NOIRMOUTIER, France — Anthony Brochard became emotional as he observed American World War II veterans who returned to the beaches they stormed 70 years earlier.
With America’s Independence Day approaching, Brochard realized that as the now-elderly men struggled through the surf under the withering fire of German guns seven decades before, they were bringing the Fourth of July’s spirit of freedom and liberty to his country.
Clad as G.I.s, Brochard and Jean-Paul Limagne, members of the Noirmoutier Historic Vehicles association, drove their restored U.S. Army vehicles on a 12-day odyssey between the past and the future.
“When I was approaching the landing beaches wearing my U.S. uniform, I was so emotional and excited to be in this great and wonderful experience,” Brochard said. “It was just for them— the boys, our liberators.”
While Brochard drove his 1944 Willys jeep, Limagne drove his GMC troop carrier truck, christened in honor of U.S. Quartermaster Corps Capt. William A. Reed.
Reed’s widow, Franco-American Dr. Marie-Thérèse Reed, one of the founders of Noirmoutier’s 19-year Sister City relationship with Crestview, was also in Normandy in June.
“Jean-Paul took me in Capt. Reed's GMC and we rode a few miles on Utah Beach,” Marie-Thérèse Reed said. “It was extremely moving, and when I saw my husband's picture on the dashboard, I had a hard time not crying with emotion.”
Emotions were rampant during ceremonies commemorating the 70th anniversary of the June 6, 1944, Allied landings.
“When I was seeing the World War II veterans in Normandy, I was so emotional and I was thinking how my debt to them for our freedom is big because of their sacrifice,” Brochard said.
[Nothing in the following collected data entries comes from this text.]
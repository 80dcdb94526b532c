// SPDX-License-Identifier: MPL-2.0
// This Source Code Form is subject to the terms of the Mozilla Public
// License, v. 2.0. If a copy of the MPL was not distributed with this
// file, You can obtain one at https://mozilla.org/MPL/2.0/.

//! Signed requests to regional cloud services.

use chrono::Utc;
use reqwest::{Client, Method, Response, Url};

use crate::auth::Session;
use crate::error::{Error, ProtocolError};
use crate::protocol::sigv4::{self, SigningParams};

const JSON: &str = "application/json";

/// A request signed with the temporary keys of a [`Session`].
pub(crate) struct SignedRequest<'a> {
    method: Method,
    url: &'a str,
    service: &'static str,
    headers: Vec<(&'static str, String)>,
    body: Option<Vec<u8>>,
}

impl<'a> SignedRequest<'a> {
    pub fn get(service: &'static str, url: &'a str) -> Self {
        Self {
            method: Method::GET,
            url,
            service,
            headers: Vec::new(),
            body: None,
        }
    }

    pub fn post(service: &'static str, url: &'a str, body: Vec<u8>) -> Self {
        Self {
            method: Method::POST,
            url,
            service,
            headers: vec![("content-type", JSON.to_string())],
            body: Some(body),
        }
    }

    #[must_use]
    pub fn header(mut self, name: &'static str, value: impl Into<String>) -> Self {
        self.headers.push((name, value.into()));
        self
    }

    pub async fn send(self, http: &Client, session: &Session) -> Result<Response, Error> {
        let url = Url::parse(self.url)
            .map_err(|e| ProtocolError::InvalidAddress(format!("{}: {e}", self.url)))?;
        let body = self.body.unwrap_or_default();

        let extra: Vec<(&str, &str)> = self
            .headers
            .iter()
            .map(|(name, value)| (*name, value.as_str()))
            .collect();
        let params = SigningParams {
            access_key: session.access_key(),
            secret_key: session.secret_key(),
            session_token: Some(session.session_token()),
            region: session.region(),
            service: self.service,
            time: Utc::now(),
        };
        let auth_headers = sigv4::sign(self.method.as_str(), &url, &extra, &body, &params);

        tracing::debug!(
            method = %self.method,
            url = %url,
            service = self.service,
            "Sending signed request"
        );

        let mut request = http.request(self.method, url);
        for (name, value) in self.headers.into_iter().chain(auth_headers) {
            request = request.header(name, value);
        }
        if !body.is_empty() {
            request = request.body(body);
        }

        request.send().await.map_err(|e| ProtocolError::Http(e).into())
    }
}
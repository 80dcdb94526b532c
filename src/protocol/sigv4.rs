// SPDX-License-Identifier: MPL-2.0
// This Source Code Form is subject to the terms of the Mozilla Public
// License, v. 2.0. If a copy of the MPL was not distributed with this
// file, You can obtain one at https://mozilla.org/MPL/2.0/.

//! AWS Signature Version 4 request signing.

use chrono::{DateTime, Utc};
use hmac::{Hmac, Mac};
use reqwest::Url;
use sha2::{Digest, Sha256};

const ALGORITHM: &str = "AWS4-HMAC-SHA256";

type HmacSha256 = Hmac<Sha256>;

/// Key material and scope for one signature.
pub(crate) struct SigningParams<'a> {
    pub access_key: &'a str,
    pub secret_key: &'a str,
    pub session_token: Option<&'a str>,
    pub region: &'a str,
    pub service: &'a str,
    pub time: DateTime<Utc>,
}

/// Computes the headers that authorize a request.
///
/// `headers` are extra headers sent with the request that must be covered
/// by the signature (e.g. `content-type`). The returned list contains
/// `x-amz-date`, `x-amz-security-token` when a session token is set, and
/// `authorization`.
pub(crate) fn sign(
    method: &str,
    url: &Url,
    headers: &[(&str, &str)],
    body: &[u8],
    params: &SigningParams<'_>,
) -> Vec<(&'static str, String)> {
    let amz_date = params.time.format("%Y%m%dT%H%M%SZ").to_string();
    let date = params.time.format("%Y%m%d").to_string();

    let mut canonical_headers: Vec<(String, String)> = headers
        .iter()
        .map(|(name, value)| (name.to_ascii_lowercase(), value.trim().to_string()))
        .collect();
    canonical_headers.push(("host".to_string(), host_header(url)));
    canonical_headers.push(("x-amz-date".to_string(), amz_date.clone()));
    if let Some(token) = params.session_token {
        canonical_headers.push(("x-amz-security-token".to_string(), token.to_string()));
    }
    canonical_headers.sort();

    let signed_headers = canonical_headers
        .iter()
        .map(|(name, _)| name.as_str())
        .collect::<Vec<_>>()
        .join(";");
    let header_block: String = canonical_headers
        .iter()
        .map(|(name, value)| format!("{name}:{value}\n"))
        .collect();

    let canonical_request = format!(
        "{method}\n{}\n{}\n{header_block}\n{signed_headers}\n{}",
        canonical_uri(url),
        canonical_query(url),
        hex::encode(Sha256::digest(body)),
    );

    let scope = format!("{date}/{}/{}/aws4_request", params.region, params.service);
    let string_to_sign = format!(
        "{ALGORITHM}\n{amz_date}\n{scope}\n{}",
        hex::encode(Sha256::digest(canonical_request.as_bytes()))
    );

    let key = signing_key(params.secret_key, &date, params.region, params.service);
    let signature = hex::encode(hmac_sha256(&key, string_to_sign.as_bytes()));

    let mut out = vec![("x-amz-date", amz_date)];
    if let Some(token) = params.session_token {
        out.push(("x-amz-security-token", token.to_string()));
    }
    out.push((
        "authorization",
        format!(
            "{ALGORITHM} Credential={}/{scope}, SignedHeaders={signed_headers}, Signature={signature}",
            params.access_key
        ),
    ));
    out
}

fn hmac_sha256(key: &[u8], data: &[u8]) -> Vec<u8> {
    // HMAC accepts keys of any length
    let mut mac = HmacSha256::new_from_slice(key).unwrap_or_else(|_| unreachable!());
    mac.update(data);
    mac.finalize().into_bytes().to_vec()
}

fn signing_key(secret_key: &str, date: &str, region: &str, service: &str) -> Vec<u8> {
    let k_date = hmac_sha256(format!("AWS4{secret_key}").as_bytes(), date.as_bytes());
    let k_region = hmac_sha256(&k_date, region.as_bytes());
    let k_service = hmac_sha256(&k_region, service.as_bytes());
    hmac_sha256(&k_service, b"aws4_request")
}

fn host_header(url: &Url) -> String {
    let host = url.host_str().unwrap_or_default();
    match url.port() {
        Some(port) => format!("{host}:{port}"),
        None => host.to_string(),
    }
}

/// Each segment of the already-encoded path is encoded once more.
fn canonical_uri(url: &Url) -> String {
    let path = url.path();
    if path.is_empty() || path == "/" {
        return "/".to_string();
    }
    path.split('/')
        .map(|segment| urlencoding::encode(segment).into_owned())
        .collect::<Vec<_>>()
        .join("/")
}

fn canonical_query(url: &Url) -> String {
    let mut pairs: Vec<(String, String)> = url
        .query_pairs()
        .map(|(k, v)| {
            (
                urlencoding::encode(&k).into_owned(),
                urlencoding::encode(&v).into_owned(),
            )
        })
        .collect();
    pairs.sort();
    pairs
        .iter()
        .map(|(k, v)| format!("{k}={v}"))
        .collect::<Vec<_>>()
        .join("&")
}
“It was an honor, a great honor, to be in their presence,” he said.
“I was extremely moved by the veterans; there are not many left but what courage!” Reed said. “Who would give his life for his country these days?”
‘THEIR GRANDFATHERS WERE HEROES’
Looking a year ahead, Brochard, Jean-Paul Limagne and their friends in the vehicles club will commemorate the 70th anniversary of France’s liberation and the end of World War II in Europe in May 2015.
Members of Crestview’s Sister City Program will visit Noirmoutier then with students from Northwest Florida State College’s Soundsations, Madrigals and Belle Voci choirs.
World War II concluded half a century before most of the students were born. It might seem puzzling to them to encounter the emotion with which even young Noirmoutrins honor their grandfathers and great-grandfathers’ sacrifices.
“I would say to the students, your grandfathers weren't only soldiers, they were heroes who served in the company of many heroes,” Brochard said. “They were the Greatest Generation, the Band of Brothers, who fought for peace, love and freedom.
“May God keep in peace the fallen soldiers who were their brothers in that terrible war.”